**EXTRACTED MATERIAL**:
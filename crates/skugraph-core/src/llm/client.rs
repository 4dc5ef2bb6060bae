//! OpenAI-compatible chat completion client
//!
//! Async HTTP client for the extraction service boundary:
//! - single-shot chat completions with JSON response format
//! - rate limit handling with exponential backoff
//! - status-code error mapping with actionable messages

use std::time::Duration;

use reqwest::Client as HttpClient;
use tracing::{debug, warn};

use crate::config::LlmConfig;
use crate::error::{Error, Result};

use super::types::{ChatRequest, ChatResponse, LlmResponse, Message};

/// Default OpenAI API base URL
const OPENAI_BASE_URL: &str = "https://api.openai.com/v1";

/// Maximum number of retry attempts for rate-limited requests
const MAX_RETRY_ATTEMPTS: u32 = 3;

/// Base delay for exponential backoff (in milliseconds)
const BACKOFF_BASE_MS: u64 = 1000;

/// Chat completion client
///
/// Thread-safe client for the extraction service. One request per
/// categorization attempt; the only automatic retry is backoff on 429.
#[derive(Clone)]
pub struct LlmClient {
    /// HTTP client for making requests
    http_client: HttpClient,
    /// LLM configuration (model, temperature, etc.)
    config: LlmConfig,
    /// API key for authentication
    api_key: String,
    /// Base URL for the API
    base_url: String,
}

impl std::fmt::Debug for LlmClient {
    fn fmt(&self, f: &mut std::fmt::Formatter<'_>) -> std::fmt::Result {
        f.debug_struct("LlmClient")
            .field("base_url", &self.base_url)
            .field("model", &self.config.model)
            .finish()
    }
}

/// Builder for creating an LlmClient
pub struct LlmClientBuilder {
    config: Option<LlmConfig>,
    api_key: Option<String>,
    base_url: Option<String>,
    timeout_secs: Option<u64>,
}

impl Default for LlmClientBuilder {
    fn default() -> Self {
        Self::new()
    }
}

impl LlmClientBuilder {
    /// Create a new builder
    pub fn new() -> Self {
        Self {
            config: None,
            api_key: None,
            base_url: None,
            timeout_secs: None,
        }
    }

    /// Set the LLM configuration
    pub fn config(mut self, config: LlmConfig) -> Self {
        self.config = Some(config);
        self
    }

    /// Set the API key
    pub fn api_key(mut self, api_key: impl Into<String>) -> Self {
        self.api_key = Some(api_key.into());
        self
    }

    /// Set the base URL (defaults to the OpenAI endpoint)
    pub fn base_url(mut self, url: impl Into<String>) -> Self {
        self.base_url = Some(url.into());
        self
    }

    /// Set the request timeout
    pub fn timeout_secs(mut self, secs: u64) -> Self {
        self.timeout_secs = Some(secs);
        self
    }

    /// Build the LlmClient
    pub fn build(self) -> Result<LlmClient> {
        let config = self.config.unwrap_or_default();
        let api_key = self
            .api_key
            .ok_or_else(|| Error::Extraction("API key is required".to_string()))?;

        let timeout_secs = self.timeout_secs.unwrap_or(config.timeout_secs);

        let http_client = HttpClient::builder()
            .timeout(Duration::from_secs(timeout_secs))
            .build()
            .map_err(Error::Network)?;

        Ok(LlmClient {
            http_client,
            config,
            api_key,
            base_url: self.base_url.unwrap_or_else(|| OPENAI_BASE_URL.to_string()),
        })
    }
}

impl LlmClient {
    /// Create a new LlmClient with the given configuration and API key
    pub fn new(config: LlmConfig, api_key: impl Into<String>) -> Result<Self> {
        LlmClientBuilder::new()
            .config(config)
            .api_key(api_key)
            .build()
    }

    /// Create a new builder for LlmClient
    pub fn builder() -> LlmClientBuilder {
        LlmClientBuilder::new()
    }

    /// Get the configured model
    pub fn model(&self) -> &str {
        &self.config.model
    }

    /// Make a chat completion request pinned to JSON-object output
    pub async fn complete_json(&self, messages: Vec<Message>) -> Result<LlmResponse> {
        let request = ChatRequest::new(&self.config.model, messages)
            .with_temperature(self.config.temperature)
            .with_max_tokens(self.config.max_tokens)
            .with_json_response();

        self.execute_request(&request).await
    }

    /// Execute a chat request with 429 backoff
    async fn execute_request(&self, request: &ChatRequest) -> Result<LlmResponse> {
        let mut attempts = 0;

        loop {
            attempts += 1;

            match self.send_request(request).await {
                Ok(response) => return Ok(response),
                Err(Error::RateLimited(wait_secs)) if attempts < MAX_RETRY_ATTEMPTS => {
                    let backoff = calculate_backoff(attempts, wait_secs);
                    warn!(
                        attempt = attempts,
                        wait_ms = backoff,
                        "Rate limited, retrying after backoff"
                    );
                    tokio::time::sleep(Duration::from_millis(backoff)).await;
                }
                Err(e) => return Err(e),
            }
        }
    }

    /// Send a single request to the API
    async fn send_request(&self, request: &ChatRequest) -> Result<LlmResponse> {
        let url = format!("{}/chat/completions", self.base_url);

        debug!(
            model = %request.model,
            messages = request.messages.len(),
            "Sending chat completion request"
        );

        let response = self
            .http_client
            .post(&url)
            .bearer_auth(&self.api_key)
            .json(request)
            .send()
            .await
            .map_err(Error::Network)?;

        let status = response.status();

        if !status.is_success() {
            return self.handle_error_response(status, response).await;
        }

        let chat_response: ChatResponse = response
            .json()
            .await
            .map_err(|e| Error::Extraction(format!("Failed to parse response: {}", e)))?;

        LlmResponse::from_chat_response(chat_response)
            .ok_or_else(|| Error::Extraction("Empty response from API".to_string()))
    }

    /// Handle error responses from the API
    async fn handle_error_response<T>(
        &self,
        status: reqwest::StatusCode,
        response: reqwest::Response,
    ) -> Result<T> {
        let body = response.text().await.unwrap_or_default();

        match status.as_u16() {
            401 => Err(Error::Extraction(
                "Unauthorized: Invalid API key. Set the OPENAI_API_KEY environment variable."
                    .to_string(),
            )),
            429 => {
                let wait_secs = extract_retry_after(&body).unwrap_or(60);
                Err(Error::RateLimited(wait_secs))
            }
            400 => Err(Error::Extraction(format!("Bad request: {}", body))),
            402 => Err(Error::Extraction(
                "Payment required: insufficient credits on the API account".to_string(),
            )),
            404 => Err(Error::Extraction(format!(
                "Model not found or endpoint unavailable: {}",
                body
            ))),
            500..=599 => Err(Error::Extraction(format!(
                "Server error ({}): {}",
                status, body
            ))),
            _ => Err(Error::Extraction(format!("HTTP error {}: {}", status, body))),
        }
    }
}

/// Calculate backoff delay with jitter
fn calculate_backoff(attempt: u32, suggested_wait: u64) -> u64 {
    let base = BACKOFF_BASE_MS * 2u64.pow(attempt - 1);
    let max_wait = suggested_wait * 1000;

    let delay = base.max(max_wait);

    // 10% jitter
    let jitter = delay / 10;
    delay + (rand_jitter() % jitter.max(1))
}

/// Generate a pseudo-random jitter value
fn rand_jitter() -> u64 {
    use std::time::SystemTime;
    SystemTime::now()
        .duration_since(SystemTime::UNIX_EPOCH)
        .map(|d| d.as_nanos() as u64 % 1000)
        .unwrap_or(0)
}

/// Extract retry-after value from error response
fn extract_retry_after(body: &str) -> Option<u64> {
    if let Ok(json) = serde_json::from_str::<serde_json::Value>(body) {
        if let Some(retry_after) = json.get("retry_after").and_then(|v| v.as_u64()) {
            return Some(retry_after);
        }
        if let Some(error) = json.get("error") {
            if let Some(retry_after) = error.get("retry_after").and_then(|v| v.as_u64()) {
                return Some(retry_after);
            }
        }
    }
    None
}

**WHAT IS NEEDED**:
Return all of the data above exactly, leaving out no line.

**OUTPUT FOR THIS EXERCISE**:
filename crates/skugraph-core/src/llm/client.rs
repository 4dc5ef2bb6060bae
//! OpenAI-compatible chat completion client
//!
//! Async HTTP client for the extraction service boundary:
//! - single-shot chat completions with JSON response format
//! - rate limit handling with exponential backoff
//! - status-code error mapping with actionable messages

use std::time::Duration;

use reqwest::Client as HttpClient;
use tracing::{debug, warn};

use crate::config::LlmConfig;
use crate::error::{Error, Result};

use super::types::{ChatRequest, ChatResponse, LlmResponse, Message};

/// Default OpenAI API base URL
const OPENAI_BASE_URL: &str = "https://api.openai.com/v1";

/// Maximum number of retry attempts for rate-limited requests
const MAX_RETRY_ATTEMPTS: u32 = 3;

/// Base delay for exponential backoff (in milliseconds)
const BACKOFF_BASE_MS: u64 = 1000;

/// Chat completion client
///
/// Thread-safe client for the extraction service. One request per
/// categorization attempt; the only automatic retry is backoff on 429.
#[derive(Clone)]
pub struct LlmClient {
    /// HTTP client for making requests
    http_client: HttpClient,
    /// LLM configuration (model, temperature, etc.)
    config: LlmConfig,
    /// API key for authentication
    api_key: String,
    /// Base URL for the API
    base_url: String,
}

impl std::fmt::Debug for LlmClient {
    fn fmt(&self, f: &mut std::fmt::Formatter<'_>) -> std::fmt::Result {
        f.debug_struct("LlmClient")
            .field("base_url", &self.base_url)
            .field("model", &self.config.model)
            .finish()
    }
}

/// Builder for creating an LlmClient
pub struct LlmClientBuilder {
    config: Option<LlmConfig>,
    api_key: Option<String>,
    base_url: Option<String>,
    timeout_secs: Option<u64>,
}

impl Default for LlmClientBuilder {
    fn default() -> Self {
        Self::new()
    }
}

impl LlmClientBuilder {
    /// Create a new builder
    pub fn new() -> Self {
        Self {
            config: None,
            api_key: None,
            base_url: None,
            timeout_secs: None,
        }
    }

    /// Set the LLM configuration
    pub fn config(mut self, config: LlmConfig) -> Self {
        self.config = Some(config);
        self
    }

    /// Set the API key
    pub fn api_key(mut self, api_key: impl Into<String>) -> Self {
        self.api_key = Some(api_key.into());
        self
    }

    /// Set the base URL (defaults to the OpenAI endpoint)
    pub fn base_url(mut self, url: impl Into<String>) -> Self {
        self.base_url = Some(url.into());
        self
    }

    /// Set the request timeout
    pub fn timeout_secs(mut self, secs: u64) -> Self {
        self.timeout_secs = Some(secs);
        self
    }

    /// Build the LlmClient
    pub fn build(self) -> Result<LlmClient> {
        let config = self.config.unwrap_or_default();
        let api_key = self
            .api_key
            .ok_or_else(|| Error::Extraction("API key is required".to_string()))?;

        let timeout_secs = self.timeout_secs.unwrap_or(config.timeout_secs);

        let http_client = HttpClient::builder()
            .timeout(Duration::from_secs(timeout_secs))
            .build()
            .map_err(Error::Network)?;

        Ok(LlmClient {
            http_client,
            config,
            api_key,
            base_url: self.base_url.unwrap_or_else(|| OPENAI_BASE_URL.to_string()),
        })
    }
}

impl LlmClient {
    /// Create a new LlmClient with the given configuration and API key
    pub fn new(config: LlmConfig, api_key: impl Into<String>) -> Result<Self> {
        LlmClientBuilder::new()
            .config(config)
            .api_key(api_key)
            .build()
    }

    /// Create a new builder for LlmClient
    pub fn builder() -> LlmClientBuilder {
        LlmClientBuilder::new()
    }

    /// Get the configured model
    pub fn model(&self) -> &str {
        &self.config.model
    }

    /// Make a chat completion request pinned to JSON-object output
    pub async fn complete_json(&self, messages: Vec<Message>) -> Result<LlmResponse> {
        let request = ChatRequest::new(&self.config.model, messages)
            .with_temperature(self.config.temperature)
            .with_max_tokens(self.config.max_tokens)
            .with_json_response();

        self.execute_request(&request).await
    }

    /// Execute a chat request with 429 backoff
    async fn execute_request(&self, request: &ChatRequest) -> Result<LlmResponse> {
        let mut attempts = 0;

        loop {
            attempts += 1;

            match self.send_request(request).await {
                Ok(response) => return Ok(response),
                Err(Error::RateLimited(wait_secs)) if attempts < MAX_RETRY_ATTEMPTS => {
                    let backoff = calculate_backoff(attempts, wait_secs);
                    warn!(
                        attempt = attempts,
                        wait_ms = backoff,
                        "Rate limited, retrying after backoff"
                    );
                    tokio::time::sleep(Duration::from_millis(backoff)).await;
                }
                Err(e) => return Err(e),
            }
        }
    }

    /// Send a single request to the API
    async fn send_request(&self, request: &ChatRequest) -> Result<LlmResponse> {
        let url = format!("{}/chat/completions", self.base_url);

        debug!(
            model = %request.model,
            messages = request.messages.len(),
            "Sending chat completion request"
        );

        let response = self
            .http_client
            .post(&url)
            .bearer_auth(&self.api_key)
            .json(request)
            .send()
            .await
            .map_err(Error::Network)?;

        let status = response.status();

        if !status.is_success() {
            return self.handle_error_response(status, response).await;
        }

        let chat_response: ChatResponse = response
            .json()
            .await
            .map_err(|e| Error::Extraction(format!("Failed to parse response: {}", e)))?;

        LlmResponse::from_chat_response(chat_response)
            .ok_or_else(|| Error::Extraction("Empty response from API".to_string()))
    }

    /// Handle error responses from the API
    async fn handle_error_response<T>(
        &self,
        status: reqwest::StatusCode,
        response: reqwest::Response,
    ) -> Result<T> {
        let body = response.text().await.unwrap_or_default();

        match status.as_u16() {
            401 => Err(Error::Extraction(
                "Unauthorized: Invalid API key. Set the OPENAI_API_KEY environment variable."
                    .to_string(),
            )),
            429 => {
                let wait_secs = extract_retry_after(&body).unwrap_or(60);
                Err(Error::RateLimited(wait_secs))
            }
            400 => Err(Error::Extraction(format!("Bad request: {}", body))),
            402 => Err(Error::Extraction(
                "Payment required: insufficient credits on the API account".to_string(),
            )),
            404 => Err(Error::Extraction(format!(
                "Model not found or endpoint unavailable: {}",
                body
            ))),
            500..=599 => Err(Error::Extraction(format!(
                "Server error ({}): {}",
                status, body
            ))),
            _ => Err(Error::Extraction(format!("HTTP error {}: {}", status, body))),
        }
    }
}

/// Calculate backoff delay with jitter
fn calculate_backoff(attempt: u32, suggested_wait: u64) -> u64 {
    let base = BACKOFF_BASE_MS * 2u64.pow(attempt - 1);
    let max_wait = suggested_wait * 1000;

    let delay = base.max(max_wait);

    // 10% jitter
    let jitter = delay / 10;
    delay + (rand_jitter() % jitter.max(1))
}

/// Generate a pseudo-random jitter value
fn rand_jitter() -> u64 {
    use std::time::SystemTime;
    SystemTime::now()
        .duration_since(SystemTime::UNIX_EPOCH)
        .map(|d| d.as_nanos() as u64 % 1000)
        .unwrap_or(0)
}

/// Extract retry-after value from error response
fn extract_retry_after(body: &str) -> Option<u64> {
    if let Ok(json) = serde_json::from_str::<serde_json::Value>(body) {
        if let Some(retry_after) = json.get("retry_after").and_then(|v| v.as_u64()) {
            return Some(retry_after);
        }
        if let Some(error) = json.get("error") {
            if let Some(retry_after) = error.get("retry_after").and_then(|v| v.as_u64()) {
                return Some(retry_after);
            }
        }
    }
    None
}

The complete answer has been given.